In the entries that follow, how many lines include the string "transition"? The answer is the number only.
Segment Start: WORKING DATA
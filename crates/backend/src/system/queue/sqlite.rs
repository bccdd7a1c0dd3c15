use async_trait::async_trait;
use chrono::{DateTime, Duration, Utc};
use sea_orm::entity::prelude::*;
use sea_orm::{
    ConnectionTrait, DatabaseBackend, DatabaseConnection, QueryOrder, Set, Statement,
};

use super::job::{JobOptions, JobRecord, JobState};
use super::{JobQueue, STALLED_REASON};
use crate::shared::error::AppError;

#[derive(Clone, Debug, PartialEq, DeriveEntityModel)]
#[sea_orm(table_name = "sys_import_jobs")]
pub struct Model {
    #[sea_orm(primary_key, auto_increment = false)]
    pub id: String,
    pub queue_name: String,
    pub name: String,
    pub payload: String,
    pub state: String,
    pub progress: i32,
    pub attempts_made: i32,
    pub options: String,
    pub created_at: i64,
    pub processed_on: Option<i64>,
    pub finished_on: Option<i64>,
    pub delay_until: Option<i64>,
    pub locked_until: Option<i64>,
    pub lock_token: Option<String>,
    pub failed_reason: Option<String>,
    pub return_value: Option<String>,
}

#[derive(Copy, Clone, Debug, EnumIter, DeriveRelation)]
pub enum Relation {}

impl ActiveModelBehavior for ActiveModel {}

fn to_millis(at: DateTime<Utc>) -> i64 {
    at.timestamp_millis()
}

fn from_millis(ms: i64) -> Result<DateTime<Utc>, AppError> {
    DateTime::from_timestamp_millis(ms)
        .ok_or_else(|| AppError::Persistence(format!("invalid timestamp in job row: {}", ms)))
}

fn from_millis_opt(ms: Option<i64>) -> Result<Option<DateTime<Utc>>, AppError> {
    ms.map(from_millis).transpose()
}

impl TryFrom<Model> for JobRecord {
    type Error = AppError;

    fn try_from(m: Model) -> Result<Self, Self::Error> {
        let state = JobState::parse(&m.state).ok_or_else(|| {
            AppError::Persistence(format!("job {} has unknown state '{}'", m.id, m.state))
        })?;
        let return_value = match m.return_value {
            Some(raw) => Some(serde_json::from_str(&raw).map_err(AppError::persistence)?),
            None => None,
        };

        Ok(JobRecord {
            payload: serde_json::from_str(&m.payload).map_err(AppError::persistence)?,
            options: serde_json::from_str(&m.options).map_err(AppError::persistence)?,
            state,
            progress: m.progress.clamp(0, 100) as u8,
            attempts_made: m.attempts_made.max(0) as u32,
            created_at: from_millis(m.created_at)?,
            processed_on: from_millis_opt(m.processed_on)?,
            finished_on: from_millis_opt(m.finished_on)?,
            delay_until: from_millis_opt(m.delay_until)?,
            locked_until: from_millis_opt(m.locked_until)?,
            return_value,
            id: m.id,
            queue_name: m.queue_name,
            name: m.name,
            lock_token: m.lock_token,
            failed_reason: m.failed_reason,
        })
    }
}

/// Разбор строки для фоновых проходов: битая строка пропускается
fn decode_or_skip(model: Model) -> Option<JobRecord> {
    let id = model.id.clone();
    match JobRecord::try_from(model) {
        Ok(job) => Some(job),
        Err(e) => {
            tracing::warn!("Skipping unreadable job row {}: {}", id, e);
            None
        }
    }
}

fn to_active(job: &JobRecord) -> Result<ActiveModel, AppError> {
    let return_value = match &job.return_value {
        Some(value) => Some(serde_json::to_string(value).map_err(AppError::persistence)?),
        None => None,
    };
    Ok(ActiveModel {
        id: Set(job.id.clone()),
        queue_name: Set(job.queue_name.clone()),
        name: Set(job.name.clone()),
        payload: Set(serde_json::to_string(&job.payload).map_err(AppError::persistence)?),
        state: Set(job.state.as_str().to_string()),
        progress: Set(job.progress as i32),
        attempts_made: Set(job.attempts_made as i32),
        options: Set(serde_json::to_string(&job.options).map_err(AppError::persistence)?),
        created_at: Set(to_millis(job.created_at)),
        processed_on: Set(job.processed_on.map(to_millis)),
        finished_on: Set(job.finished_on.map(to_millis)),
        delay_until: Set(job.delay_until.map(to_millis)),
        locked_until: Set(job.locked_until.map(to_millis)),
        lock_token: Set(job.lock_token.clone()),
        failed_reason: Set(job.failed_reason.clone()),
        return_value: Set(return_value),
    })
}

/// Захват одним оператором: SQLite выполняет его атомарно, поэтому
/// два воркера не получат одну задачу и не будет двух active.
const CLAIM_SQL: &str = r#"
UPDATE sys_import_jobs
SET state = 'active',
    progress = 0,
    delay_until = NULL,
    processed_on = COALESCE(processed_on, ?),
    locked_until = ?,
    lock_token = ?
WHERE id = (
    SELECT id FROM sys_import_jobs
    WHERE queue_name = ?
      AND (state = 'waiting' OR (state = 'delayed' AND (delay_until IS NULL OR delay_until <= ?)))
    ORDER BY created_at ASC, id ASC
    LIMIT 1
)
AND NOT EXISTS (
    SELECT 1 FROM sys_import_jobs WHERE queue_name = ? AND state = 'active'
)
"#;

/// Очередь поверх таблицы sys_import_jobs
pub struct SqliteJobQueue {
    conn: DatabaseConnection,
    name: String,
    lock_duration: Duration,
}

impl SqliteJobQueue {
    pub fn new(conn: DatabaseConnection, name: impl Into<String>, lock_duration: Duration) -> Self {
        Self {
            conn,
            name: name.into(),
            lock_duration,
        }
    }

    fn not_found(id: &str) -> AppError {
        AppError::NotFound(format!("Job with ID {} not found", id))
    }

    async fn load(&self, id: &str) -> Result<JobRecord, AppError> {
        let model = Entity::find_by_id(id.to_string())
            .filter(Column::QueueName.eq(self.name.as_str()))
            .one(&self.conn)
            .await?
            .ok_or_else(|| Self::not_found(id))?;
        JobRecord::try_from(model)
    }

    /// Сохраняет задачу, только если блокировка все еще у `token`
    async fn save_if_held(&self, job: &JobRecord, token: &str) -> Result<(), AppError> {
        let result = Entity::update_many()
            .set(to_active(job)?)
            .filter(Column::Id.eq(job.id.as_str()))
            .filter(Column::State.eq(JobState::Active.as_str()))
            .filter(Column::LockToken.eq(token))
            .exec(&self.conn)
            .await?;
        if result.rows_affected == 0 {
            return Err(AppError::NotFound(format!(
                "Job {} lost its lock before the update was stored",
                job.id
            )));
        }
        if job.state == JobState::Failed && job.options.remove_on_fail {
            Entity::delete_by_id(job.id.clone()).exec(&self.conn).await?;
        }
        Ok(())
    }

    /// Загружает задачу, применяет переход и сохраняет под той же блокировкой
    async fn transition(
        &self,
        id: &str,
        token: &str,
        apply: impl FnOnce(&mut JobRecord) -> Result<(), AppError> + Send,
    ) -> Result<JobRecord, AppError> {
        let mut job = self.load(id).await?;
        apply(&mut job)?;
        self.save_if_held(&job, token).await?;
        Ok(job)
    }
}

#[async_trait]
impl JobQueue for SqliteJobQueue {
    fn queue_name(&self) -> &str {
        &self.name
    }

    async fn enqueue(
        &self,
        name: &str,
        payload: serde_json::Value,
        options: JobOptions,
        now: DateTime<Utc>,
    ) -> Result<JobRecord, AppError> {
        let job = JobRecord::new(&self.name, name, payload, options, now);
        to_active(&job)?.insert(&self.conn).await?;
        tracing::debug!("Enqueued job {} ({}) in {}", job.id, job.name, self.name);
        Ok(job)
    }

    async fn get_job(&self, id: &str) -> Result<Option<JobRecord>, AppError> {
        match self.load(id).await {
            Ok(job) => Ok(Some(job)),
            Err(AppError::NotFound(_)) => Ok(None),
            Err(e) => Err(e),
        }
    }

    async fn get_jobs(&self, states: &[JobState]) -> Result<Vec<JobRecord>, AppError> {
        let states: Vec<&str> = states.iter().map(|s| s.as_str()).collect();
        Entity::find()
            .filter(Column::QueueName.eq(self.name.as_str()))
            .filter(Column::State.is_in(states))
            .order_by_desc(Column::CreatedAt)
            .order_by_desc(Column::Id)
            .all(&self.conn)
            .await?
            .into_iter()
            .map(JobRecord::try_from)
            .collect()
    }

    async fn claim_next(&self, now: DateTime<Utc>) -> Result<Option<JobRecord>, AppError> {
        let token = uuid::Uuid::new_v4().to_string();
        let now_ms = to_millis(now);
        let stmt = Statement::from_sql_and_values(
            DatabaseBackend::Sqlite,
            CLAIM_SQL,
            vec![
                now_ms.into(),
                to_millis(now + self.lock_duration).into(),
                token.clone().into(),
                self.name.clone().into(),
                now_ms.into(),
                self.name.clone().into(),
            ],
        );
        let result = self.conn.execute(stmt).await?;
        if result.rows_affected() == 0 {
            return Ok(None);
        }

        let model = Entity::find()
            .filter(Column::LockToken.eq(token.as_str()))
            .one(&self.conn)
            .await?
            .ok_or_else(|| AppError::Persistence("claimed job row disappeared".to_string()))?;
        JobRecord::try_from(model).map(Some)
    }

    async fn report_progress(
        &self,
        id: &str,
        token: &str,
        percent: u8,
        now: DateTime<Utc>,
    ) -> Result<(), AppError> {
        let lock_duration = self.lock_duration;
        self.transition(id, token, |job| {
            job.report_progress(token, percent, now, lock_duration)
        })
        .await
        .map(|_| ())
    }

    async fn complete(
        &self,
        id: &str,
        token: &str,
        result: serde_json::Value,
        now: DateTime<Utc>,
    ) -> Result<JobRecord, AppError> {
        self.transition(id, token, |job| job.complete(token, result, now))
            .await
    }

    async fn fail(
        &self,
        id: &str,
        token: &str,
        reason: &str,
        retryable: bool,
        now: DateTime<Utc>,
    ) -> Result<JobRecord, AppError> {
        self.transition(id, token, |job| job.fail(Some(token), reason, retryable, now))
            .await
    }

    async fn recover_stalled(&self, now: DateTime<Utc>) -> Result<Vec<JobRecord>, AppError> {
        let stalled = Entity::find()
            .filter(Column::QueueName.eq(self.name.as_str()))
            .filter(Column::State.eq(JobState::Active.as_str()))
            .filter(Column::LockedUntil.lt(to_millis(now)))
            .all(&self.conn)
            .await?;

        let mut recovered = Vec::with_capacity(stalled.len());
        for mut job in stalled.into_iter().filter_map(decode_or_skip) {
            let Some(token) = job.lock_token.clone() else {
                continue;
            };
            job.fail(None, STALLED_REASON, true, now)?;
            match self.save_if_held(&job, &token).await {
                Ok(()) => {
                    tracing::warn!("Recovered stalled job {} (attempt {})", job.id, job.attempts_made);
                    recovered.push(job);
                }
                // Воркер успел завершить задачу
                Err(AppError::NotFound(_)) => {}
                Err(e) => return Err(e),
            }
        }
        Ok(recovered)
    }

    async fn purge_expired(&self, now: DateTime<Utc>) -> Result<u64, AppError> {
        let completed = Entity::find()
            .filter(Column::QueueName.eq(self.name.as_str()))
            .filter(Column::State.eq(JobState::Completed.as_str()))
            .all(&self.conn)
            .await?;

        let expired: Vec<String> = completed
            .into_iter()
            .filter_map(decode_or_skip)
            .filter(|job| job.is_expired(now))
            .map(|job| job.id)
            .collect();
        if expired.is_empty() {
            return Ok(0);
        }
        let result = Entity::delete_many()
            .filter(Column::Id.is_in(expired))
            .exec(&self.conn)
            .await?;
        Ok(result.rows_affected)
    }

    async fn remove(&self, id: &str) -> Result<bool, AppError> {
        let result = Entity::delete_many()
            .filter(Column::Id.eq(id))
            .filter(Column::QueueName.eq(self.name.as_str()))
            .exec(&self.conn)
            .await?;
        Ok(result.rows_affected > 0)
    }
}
Segment End: WORKING DATA
## WRITTEN SOLUTION
4